● **Aim of the exercise**
Begin at the top of the following data. Copy each line exactly until you have copied the line containing "in their own".

● **Data to examine**
======
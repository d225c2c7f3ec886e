//! Blob and record storage.
//!
//! The pipeline only needs two narrow interfaces: [`BlobStore`] for slide
//! images (put + time-limited URL) and [`RecordStore`] for presentation
//! records and reports keyed by code. Hosted deployments plug in their own
//! object store and database; the implementations here back the CLI and the
//! tests.
//!
//! | Type                | Backing                         |
//! |---------------------|---------------------------------|
//! | [`FsBlobStore`]     | files under a root directory    |
//! | [`MemoryBlobStore`] | a `HashMap`, for tests          |
//! | [`JsonRecordStore`] | one pretty-printed JSON per code|

use crate::error::{DeckCoachError, PersistenceError, StorageError};
use crate::output::{PresentationRecord, Report};
use async_trait::async_trait;
use serde::de::DeserializeOwned;
use serde::Serialize;
use std::collections::HashMap;
use std::path::{Path, PathBuf};
use std::sync::Mutex;
use std::time::{Duration, SystemTime, UNIX_EPOCH};
use tokio::fs::OpenOptions;
use tokio::io::AsyncWriteExt;
use tracing::{debug, warn};

/// Object storage for slide images.
#[async_trait]
pub trait BlobStore: Send + Sync {
    async fn put(&self, key: &str, bytes: &[u8], content_type: &str) -> Result<(), StorageError>;

    /// A URL granting read access to `key` for `ttl`.
    async fn signed_url(&self, key: &str, ttl: Duration) -> Result<String, StorageError>;
}

/// Keys are relative `/`-separated paths without `..` or empty segments.
fn validate_key(key: &str) -> Result<(), StorageError> {
    let bad = key.is_empty()
        || key.starts_with('/')
        || key.contains('\\')
        || key.split('/').any(|seg| seg.is_empty() || seg == "." || seg == "..");
    if bad {
        Err(StorageError::InvalidKey(key.to_string()))
    } else {
        Ok(())
    }
}

fn expires_at(ttl: Duration) -> u64 {
    SystemTime::now()
        .duration_since(UNIX_EPOCH)
        .unwrap_or_default()
        .saturating_add(ttl)
        .as_secs()
}

/// Blobs as files under `root`; URLs are `file://` with an `expires` stamp.
#[derive(Debug, Clone)]
pub struct FsBlobStore {
    root: PathBuf,
}

impl FsBlobStore {
    pub fn new(root: impl Into<PathBuf>) -> Self {
        Self { root: root.into() }
    }

    pub fn root(&self) -> &Path {
        &self.root
    }

    fn path_for(&self, key: &str) -> Result<PathBuf, StorageError> {
        validate_key(key)?;
        Ok(self.root.join(key))
    }
}

#[async_trait]
impl BlobStore for FsBlobStore {
    async fn put(&self, key: &str, bytes: &[u8], content_type: &str) -> Result<(), StorageError> {
        let path = self.path_for(key)?;
        let io_err = |source| StorageError::Put {
            key: key.to_string(),
            source,
        };
        if let Some(parent) = path.parent() {
            tokio::fs::create_dir_all(parent).await.map_err(io_err)?;
        }
        tokio::fs::write(&path, bytes).await.map_err(io_err)?;
        debug!("Stored {} ({} bytes, {})", key, bytes.len(), content_type);
        Ok(())
    }

    async fn signed_url(&self, key: &str, ttl: Duration) -> Result<String, StorageError> {
        let path = self.path_for(key)?;
        if !tokio::fs::try_exists(&path).await.unwrap_or(false) {
            return Err(StorageError::NotFound {
                key: key.to_string(),
            });
        }
        let abs = std::path::absolute(&path).unwrap_or(path);
        Ok(format!("file://{}?expires={}", abs.display(), expires_at(ttl)))
    }
}

/// In-memory [`BlobStore`].
#[derive(Debug, Default)]
pub struct MemoryBlobStore {
    objects: Mutex<HashMap<String, (Vec<u8>, String)>>,
}

impl MemoryBlobStore {
    pub fn new() -> Self {
        Self::default()
    }

    /// Stored bytes and content type for `key`.
    pub fn get(&self, key: &str) -> Option<(Vec<u8>, String)> {
        self.lock().get(key).cloned()
    }

    /// All stored keys, sorted.
    pub fn keys(&self) -> Vec<String> {
        let mut keys: Vec<String> = self.lock().keys().cloned().collect();
        keys.sort();
        keys
    }

    fn lock(&self) -> std::sync::MutexGuard<'_, HashMap<String, (Vec<u8>, String)>> {
        self.objects.lock().unwrap_or_else(|e| e.into_inner())
    }
}

#[async_trait]
impl BlobStore for MemoryBlobStore {
    async fn put(&self, key: &str, bytes: &[u8], content_type: &str) -> Result<(), StorageError> {
        validate_key(key)?;
        self.lock()
            .insert(key.to_string(), (bytes.to_vec(), content_type.to_string()));
        Ok(())
    }

    async fn signed_url(&self, key: &str, ttl: Duration) -> Result<String, StorageError> {
        if !self.lock().contains_key(key) {
            return Err(StorageError::NotFound {
                key: key.to_string(),
            });
        }
        Ok(format!("memory://{}?expires={}", key, expires_at(ttl)))
    }
}

// ── Records ──────────────────────────────────────────────────────────────

/// Persistence for presentation records and reports, keyed by code.
#[async_trait]
pub trait RecordStore: Send + Sync {
    /// Store a new presentation. Fails with [`PersistenceError::Conflict`]
    /// when the code is already taken; records are never overwritten.
    async fn save_presentation(&self, record: &PresentationRecord) -> Result<(), PersistenceError>;
    async fn load_presentation(&self, code: &str) -> Result<PresentationRecord, PersistenceError>;
    /// Store a report, replacing an earlier one for the same code.
    async fn save_report(&self, report: &Report) -> Result<(), PersistenceError>;
    async fn load_report(&self, code: &str) -> Result<Report, PersistenceError>;
}

/// `<root>/presentations/<CODE>.json` and `<root>/reports/<CODE>.json`.
#[derive(Debug, Clone)]
pub struct JsonRecordStore {
    root: PathBuf,
}

impl JsonRecordStore {
    pub fn new(root: impl Into<PathBuf>) -> Self {
        Self { root: root.into() }
    }

    fn path(&self, kind: &str, code: &str) -> Result<PathBuf, PersistenceError> {
        if code.is_empty() || !code.chars().all(|c| c.is_ascii_alphanumeric()) {
            return Err(PersistenceError::NotFound(code.to_string()));
        }
        Ok(self.root.join(kind).join(format!("{code}.json")))
    }

    async fn write<T: Serialize + Sync>(
        &self,
        kind: &str,
        code: &str,
        value: &T,
        replace: bool,
    ) -> Result<(), PersistenceError> {
        let path = self.path(kind, code)?;
        let json = serde_json::to_vec_pretty(value).map_err(|source| PersistenceError::Serde {
            code: code.to_string(),
            source,
        })?;
        if let Some(parent) = path.parent() {
            tokio::fs::create_dir_all(parent)
                .await
                .map_err(|source| PersistenceError::Io {
                    path: parent.to_path_buf(),
                    source,
                })?;
        }
        let written = if replace {
            tokio::fs::write(&path, json).await
        } else {
            match OpenOptions::new().write(true).create_new(true).open(&path).await {
                Ok(mut file) => match file.write_all(&json).await {
                    Ok(()) => file.flush().await,
                    Err(e) => Err(e),
                },
                Err(e) if e.kind() == std::io::ErrorKind::AlreadyExists => {
                    return Err(PersistenceError::Conflict(code.to_string()));
                }
                Err(e) => Err(e),
            }
        };
        written.map_err(|source| PersistenceError::Io {
            path: path.clone(),
            source,
        })?;
        debug!("Saved {}", path.display());
        Ok(())
    }

    async fn read<T: DeserializeOwned>(&self, kind: &str, code: &str) -> Result<T, PersistenceError> {
        let path = self.path(kind, code)?;
        let bytes = match tokio::fs::read(&path).await {
            Ok(b) => b,
            Err(e) if e.kind() == std::io::ErrorKind::NotFound => {
                return Err(PersistenceError::NotFound(code.to_string()))
            }
            Err(source) => return Err(PersistenceError::Io { path, source }),
        };
        serde_json::from_slice(&bytes).map_err(|source| PersistenceError::Serde {
            code: code.to_string(),
            source,
        })
    }
}

#[async_trait]
impl RecordStore for JsonRecordStore {
    async fn save_presentation(&self, record: &PresentationRecord) -> Result<(), PersistenceError> {
        self.write("presentations", &record.code, record, false).await
    }

    async fn load_presentation(&self, code: &str) -> Result<PresentationRecord, PersistenceError> {
        self.read("presentations", code).await
    }

    async fn save_report(&self, report: &Report) -> Result<(), PersistenceError> {
        self.write("reports", &report.code, report, true).await
    }

    async fn load_report(&self, code: &str) -> Result<Report, PersistenceError> {
        self.read("reports", code).await
    }
}

/// Load a presentation record and replace its image keys with signed URLs.
/// Images that cannot be signed are left out.
pub async fn signed_presentation(
    records: &dyn RecordStore,
    blobs: &dyn BlobStore,
    code: &str,
    ttl: Duration,
) -> Result<PresentationRecord, DeckCoachError> {
    let mut record = records
        .load_presentation(code)
        .await
        .map_err(|e| DeckCoachError::from_lookup("presentation", e))?;
    let mut signed = std::collections::BTreeMap::new();
    for (page, key) in std::mem::take(&mut record.slide_images) {
        match blobs.signed_url(&key, ttl).await {
            Ok(url) => {
                signed.insert(page, url);
            }
            Err(e) => warn!("Slide {}: {}", page, e),
        }
    }
    record.slide_images = signed;
    Ok(record)
}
======
● **Finished task**
repository d225c2c7f3ec886e
//! Blob and record storage.
//!
//! The pipeline only needs two narrow interfaces: [`BlobStore`] for slide
//! images (put + time-limited URL) and [`RecordStore`] for presentation
//! records and reports keyed by code. Hosted deployments plug in their own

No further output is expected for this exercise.